-------- The data
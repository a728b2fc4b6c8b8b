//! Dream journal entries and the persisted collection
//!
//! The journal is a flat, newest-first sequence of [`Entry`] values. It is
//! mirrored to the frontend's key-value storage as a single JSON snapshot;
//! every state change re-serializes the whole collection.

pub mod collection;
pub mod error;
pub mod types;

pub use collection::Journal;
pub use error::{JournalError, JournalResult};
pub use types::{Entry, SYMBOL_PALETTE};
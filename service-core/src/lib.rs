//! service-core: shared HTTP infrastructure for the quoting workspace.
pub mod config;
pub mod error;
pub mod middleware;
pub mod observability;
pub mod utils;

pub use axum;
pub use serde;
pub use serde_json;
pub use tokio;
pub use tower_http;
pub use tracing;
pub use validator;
----------------
-------- The data
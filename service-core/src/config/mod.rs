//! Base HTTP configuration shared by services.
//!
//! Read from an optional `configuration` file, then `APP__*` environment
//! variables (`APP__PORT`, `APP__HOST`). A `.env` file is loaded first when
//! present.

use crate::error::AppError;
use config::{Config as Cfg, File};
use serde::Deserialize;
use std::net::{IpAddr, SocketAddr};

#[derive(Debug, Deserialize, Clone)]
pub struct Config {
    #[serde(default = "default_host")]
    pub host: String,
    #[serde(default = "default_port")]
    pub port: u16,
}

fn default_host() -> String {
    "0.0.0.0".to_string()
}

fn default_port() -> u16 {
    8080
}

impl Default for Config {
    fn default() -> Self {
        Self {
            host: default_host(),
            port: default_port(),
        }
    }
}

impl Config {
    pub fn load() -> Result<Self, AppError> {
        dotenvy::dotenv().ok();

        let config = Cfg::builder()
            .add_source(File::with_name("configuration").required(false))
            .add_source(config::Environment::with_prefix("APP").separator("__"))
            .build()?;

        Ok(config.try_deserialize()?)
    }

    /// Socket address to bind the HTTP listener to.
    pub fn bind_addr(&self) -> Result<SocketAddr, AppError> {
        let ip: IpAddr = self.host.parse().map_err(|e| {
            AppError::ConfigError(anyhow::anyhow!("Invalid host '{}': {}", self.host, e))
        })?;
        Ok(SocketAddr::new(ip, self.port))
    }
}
----------------
-- Required action --
Lines containing the word "IpAddr": say how many there are in the material, with no other text.

-- Task solution --
2